Вскоре после этого на месте возмутительной сцены появилось новое лицо.
Около старого домика, выкрашенного красной краской, лежала негодная к употреблению гондола с изорванным навесом. Последний вдруг был откинут, и сборщик увидел исхудалое, избитое, окровавленное лицо со страшно сверкавшими глазами. Человек, прятавшийся в гондоле, одним прыжком оказался в мясной лавке, помещавшейся в красном домике, схватил большой нож и подбежал к сбирам с таким проворством, которого никак нельзя было ожидать от него, таким утомленным выглядел этот мужчина. Изумленный далмат стоял несколько минут, не говоря ни слова, но, впрочем, он вскоре оправился и крикнул сбирам:
— Арестовать этого убийцу!
Но сбиры не трогались с места, испуганные неожиданным появлением страшного незнакомца.

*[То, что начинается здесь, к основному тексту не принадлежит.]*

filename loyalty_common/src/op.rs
/// Implements the arithmetic operator traits for single-field newtypes by delegating to the inner value.
#[macro_export]
macro_rules! op {
    (binary $for_struct:ident, $impl_trait:ident, $impl_fn:ident) => {
        impl $impl_trait for $for_struct {
            type Output = Self;

            fn $impl_fn(self, rhs: Self) -> Self::Output {
                Self(self.0.$impl_fn(rhs.0))
            }
        }
    };

    (inplace $for_struct:ident, $impl_trait:ident, $impl_fn:ident) => {
        impl $impl_trait for $for_struct {
            fn $impl_fn(&mut self, rhs: Self) {
                self.0.$impl_fn(rhs.0)
            }
        }
    };

    (unary $for_struct:ident, $impl_trait:ident, $impl_fn:ident) => {
        impl $impl_trait for $for_struct {
            type Output = Self;

            fn $impl_fn(self) -> Self::Output {
                Self(self.0.$impl_fn())
            }
        }
    };
}
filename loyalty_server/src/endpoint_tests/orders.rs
use actix_web::{http::StatusCode, test::TestRequest};
use serde_json::json;

use super::{
    helpers::{get, post_text, TestServer},
    mocks::{generous_authority, offline_authority},
};

const ORDERS: &str = "/api/user/orders";

#[actix_web::test]
async fn submit_new_order() {
    let _ = env_logger::try_init().ok();
    let server = TestServer::new(offline_authority());
    let (_, token) = server.user_with_balance("alice", 0).await;
    let res = server.call(post_text(ORDERS, &token, "12345678903")).await;
    assert_eq!(res.status, StatusCode::ACCEPTED);
    let order = res.json();
    assert_eq!(order["number"], "12345678903");
    assert_eq!(order["status"], "NEW");
    assert!(order.get("accrual").is_none());
    assert!(order["uploaded_at"].as_str().is_some());
}

#[actix_web::test]
async fn resubmission_and_foreign_orders() {
    let _ = env_logger::try_init().ok();
    let server = TestServer::new(offline_authority());
    let (_, alice) = server.user_with_balance("alice", 0).await;
    let (_, bob) = server.user_with_balance("bob", 0).await;
    let res = server.call(post_text(ORDERS, &alice, "79927398713")).await;
    assert_eq!(res.status, StatusCode::ACCEPTED);
    // Surrounding whitespace is ignored
    let res = server.call(post_text(ORDERS, &alice, " 79927398713\n")).await;
    assert_eq!(res.status, StatusCode::OK);
    let res = server.call(post_text(ORDERS, &bob, "79927398713")).await;
    assert_eq!(res.status, StatusCode::CONFLICT);
}

#[actix_web::test]
async fn malformed_order_numbers() {
    let server = TestServer::new(offline_authority());
    let (_, token) = server.user_with_balance("carol", 0).await;
    let res = server.call(post_text(ORDERS, &token, "")).await;
    assert_eq!(res.status, StatusCode::BAD_REQUEST);
    let res = server.call(post_text(ORDERS, &token, "79927398710")).await;
    assert_eq!(res.status, StatusCode::UNPROCESSABLE_ENTITY);
    let res = server.call(post_text(ORDERS, &token, "abc")).await;
    assert_eq!(res.status, StatusCode::UNPROCESSABLE_ENTITY);
    let res = server.call(get(ORDERS, &token)).await;
    assert_eq!(res.status, StatusCode::NO_CONTENT);
    assert!(res.body.is_empty());
}

#[actix_web::test]
async fn list_orders() {
    let server = TestServer::new(offline_authority());
    let (_, token) = server.user_with_balance("dave", 0).await;
    for number in ["9278923470", "12345678903"] {
        let res = server.call(post_text(ORDERS, &token, number)).await;
        assert_eq!(res.status, StatusCode::ACCEPTED);
    }
    server.settle(2).await;
    let res = server.call(get(ORDERS, &token)).await;
    assert_eq!(res.status, StatusCode::OK);
    let orders = res.json();
    let numbers = orders.as_array().unwrap().iter().map(|o| o["number"].as_str().unwrap()).collect::<Vec<_>>();
    assert_eq!(numbers, ["9278923470", "12345678903"]);
    // The authority was unreachable, so nothing changed
    assert!(orders.as_array().unwrap().iter().all(|o| o["status"] == "NEW"));
}

#[actix_web::test]
async fn processed_orders_credit_the_balance() {
    let _ = env_logger::try_init().ok();
    let server = TestServer::new(generous_authority(500));
    let (_, token) = server.user_with_balance("erin", 0).await;
    let res = server.call(post_text(ORDERS, &token, "9278923470")).await;
    assert_eq!(res.status, StatusCode::ACCEPTED);
    server.settle(1).await;

    let res = server.call(get(ORDERS, &token)).await;
    assert_eq!(res.status, StatusCode::OK);
    let orders = res.json();
    let order = &orders[0];
    assert_eq!(order["status"], "PROCESSED");
    assert_eq!(order["accrual"], json!(500.0));
    let res = server.call(get("/api/user/balance", &token)).await;
    assert_eq!(res.json(), json!({ "current": 500.0, "withdrawn": 0.0 }));
}

#[actix_web::test]
async fn wrong_method() {
    let server = TestServer::new(offline_authority());
    let res = server.call(TestRequest::delete().uri(ORDERS)).await;
    assert!(res.status.is_client_error());
}
mod accounts;
mod balance;
mod helpers;
mod mocks;
mod orders;
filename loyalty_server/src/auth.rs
//! Session tokens and password hashing.
//!
//! Sessions are HS256 JWTs. The token is handed out in the `lps_session` cookie on register and login, and is accepted
//! back from that cookie or from an `Authorization: Bearer` header. [`JwtClaims`] is an actix extractor, so a handler
//! that takes a `JwtClaims` argument is only ever called for authenticated requests.
use std::{
    future::{ready, Ready},
    time::{Duration, SystemTime, UNIX_EPOCH},
};

use actix_web::{
    cookie::{time::Duration as CookieDuration, Cookie},
    dev::Payload,
    http::header::AUTHORIZATION,
    web,
    FromRequest,
    HttpRequest,
};
use argon2::{
    password_hash::{rand_core::OsRng, SaltString},
    Argon2,
    PasswordHash,
    PasswordHasher,
    PasswordVerifier,
};
use jsonwebtoken::{decode, encode, DecodingKey, EncodingKey, Header, Validation};
use log::*;
use loyalty_engine::db_types::{UserAccount, UserId};
use serde::{Deserialize, Serialize};

use crate::{
    config::AuthConfig,
    errors::{AuthError, ServerError},
};

pub const SESSION_COOKIE: &str = "lps_session";

#[derive(Debug, Clone, PartialEq, Eq, Serialize, Deserialize)]
pub struct JwtClaims {
    /// The login of the session owner.
    pub sub: String,
    pub uid: UserId,
    pub iat: u64,
    pub exp: u64,
}

impl JwtClaims {
    pub fn user_id(&self) -> UserId {
        self.uid
    }
}

/// Signs and verifies session tokens with the configured secret.
#[derive(Clone)]
pub struct TokenIssuer {
    encoding_key: EncodingKey,
    decoding_key: DecodingKey,
    lifetime: Duration,
}

impl TokenIssuer {
    pub fn new(config: &AuthConfig) -> Self {
        let secret = config.jwt_secret.reveal().as_bytes();
        Self {
            encoding_key: EncodingKey::from_secret(secret),
            decoding_key: DecodingKey::from_secret(secret),
            lifetime: config.token_lifetime,
        }
    }

    pub fn lifetime(&self) -> Duration {
        self.lifetime
    }

    /// Issue a new session token for the given account.
    /// This method DOES NOT check the password. That must be done prior to calling `issue_token`.
    pub fn issue_token(&self, account: &UserAccount) -> Result<String, AuthError> {
        let iat = SystemTime::now().duration_since(UNIX_EPOCH).map(|d| d.as_secs()).unwrap_or_default();
        let claims = JwtClaims { sub: account.login.clone(), uid: account.id, iat, exp: iat + self.lifetime.as_secs() };
        encode(&Header::default(), &claims, &self.encoding_key).map_err(|e| AuthError::TokenIssue(e.to_string()))
    }

    /// Checks the signature and expiry of `token` and returns its claims.
    pub fn validate(&self, token: &str) -> Result<JwtClaims, AuthError> {
        decode::<JwtClaims>(token, &self.decoding_key, &Validation::default())
            .map(|data| data.claims)
            .map_err(|e| AuthError::InvalidToken(e.to_string()))
    }

    /// Builds the session cookie that carries `token`.
    pub fn session_cookie(&self, token: String) -> Cookie<'static> {
        let max_age = CookieDuration::seconds(i64::try_from(self.lifetime.as_secs()).unwrap_or(i64::MAX));
        Cookie::build(SESSION_COOKIE, token).path("/").http_only(true).max_age(max_age).finish()
    }
}

fn session_token(req: &HttpRequest) -> Option<String> {
    if let Some(cookie) = req.cookie(SESSION_COOKIE) {
        return Some(cookie.value().to_string());
    }
    req.headers()
        .get(AUTHORIZATION)
        .and_then(|v| v.to_str().ok())
        .and_then(|v| v.strip_prefix("Bearer "))
        .map(|t| t.trim().to_string())
}

impl FromRequest for JwtClaims {
    type Error = ServerError;
    type Future = Ready<Result<Self, Self::Error>>;

    fn from_request(req: &HttpRequest, _payload: &mut Payload) -> Self::Future {
        let Some(issuer) = req.app_data::<web::Data<TokenIssuer>>() else {
            return ready(Err(ServerError::ConfigurationError("No token issuer has been registered".into())));
        };
        let result = match session_token(req) {
            Some(token) => issuer.validate(&token).map_err(|e| {
                debug!("💻️ Rejected session token. {e}");
                ServerError::from(e)
            }),
            None => Err(AuthError::MissingToken.into()),
        };
        ready(result)
    }
}

pub fn hash_password(password: &str) -> Result<String, AuthError> {
    let salt = SaltString::generate(&mut OsRng);
    let hash = Argon2::default()
        .hash_password(password.as_bytes(), &salt)
        .map_err(|e| AuthError::TokenIssue(format!("Could not hash password. {e}")))?;
    Ok(hash.to_string())
}

pub fn verify_password(password: &str, hash: &str) -> bool {
    let Ok(parsed) = PasswordHash::new(hash) else {
        return false;
    };
    Argon2::default().verify_password(password.as_bytes(), &parsed).is_ok()
}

— Это Орселли ле Торо! — послышалось в толпе. — Это брат Беатриче, он не убийца!
— Он имеет право защищать свою сестру! — говорили другие.
— Пусть поговорит со сборщиком!
— Не бойтесь его! Это не разбойник, он честный гондольер!
— Выслушаем его! Выслушаем!
— Орселли силен, как дуб, и смел, как корсар!
— Сборщику нелегко будет справиться с ним!
— Он переломает копья стрелков!
— Заступимся за него!
Шум возрастал с каждым мгновением. Чем больше чернь кричала, темь сильнее она раздражалась и ожесточалась. Имя Орселли, доказывавшего своими поступками, что он не боится ни дожа, ни сената, ни сбиров, воодушевило всех, возбудило отвагу даже в самых робких и нерешительных. Людям казалось, что само Проведение ниспослало им предводителя и защитника.
Очутившись, наконец, лицом к лицу со своим врагом, Орселли сделал своим товарищам знак молчать и проговорил грустным голосом:
— Товарищи! Венеция не должна терзать сама себя и пить свою собственную кровь. Не начинайте бесплодной борьбы, единственным результатом которой будет только радость чужеземцев, поклявшихся способствовать всеми силами гибели республики. Не втаптывайте же в грязь знамя Венеции, не допускайте, чтобы вас убивали эти наемники, на содержание которых отдаются последние сокровища святого Марка! Берегите свои силы и энергию лучше на защиту нашего свободного города. Я вышел из своего убежища не для того, чтобы убивать и калечить слуг Совета десяти, а с целью предать им себя.
Но, заметив, что эти неожиданные увещевания произвели довольно дурное впечатление на торговцев и рыбаков, Орселли изменил тон и продолжил, обращаясь к сборщику:
— Вы видите, синьор Азан, что я мог бы одним словом заставить эту толпу броситься на вас. Вчера я, пожалуй, не оказался бы таким покорным, так как вы нарушили приказ благородного дожа Виталя. Но я одумался в тюрьме, и мне совестно теперь быть причиной бесполезной резни. Я не желаю отвечать за проливаемую кровь… Я говорю с вами, синьор Азан, так смиренно, потому что вижу в ваших руках белый жезл, который представляет для меня закон. Не хочу оскорблять вас, но мне кажется, что я имею право говорить о своей сестре. Если я выдаю добровольно себя, то вы должны освободить ее.
Иоаннис презрительно покачал головой.
— Я не могу изменить свой приговор, чтобы не подавать дурной пример, — отвечал Азан. — Твоя сестра ослушалась приказаний сената, и я осудил ее за это. О ней, следовательно, говорить нечего. Что же касается тебя, то ты можешь обратиться к дожу и сенату.
— Хорошо! — ответил со вздохом Орселли. — Не стану спорить с вами. Но позвольте мне сказать только несколько слов Беатриче, пока еще есть возможность. Вам нечего бояться меня: я вовсе не думаю и не желаю противиться! Стрелки утащат меня снова в тюрьму. Но я надеюсь, что сестре позволят обнять в последний раз старую Нунциату и детей, прежде чем ее продадут в рабство… Я хотел бы дать ей хороший совет, как утешить бедную мать и маленьких братьев.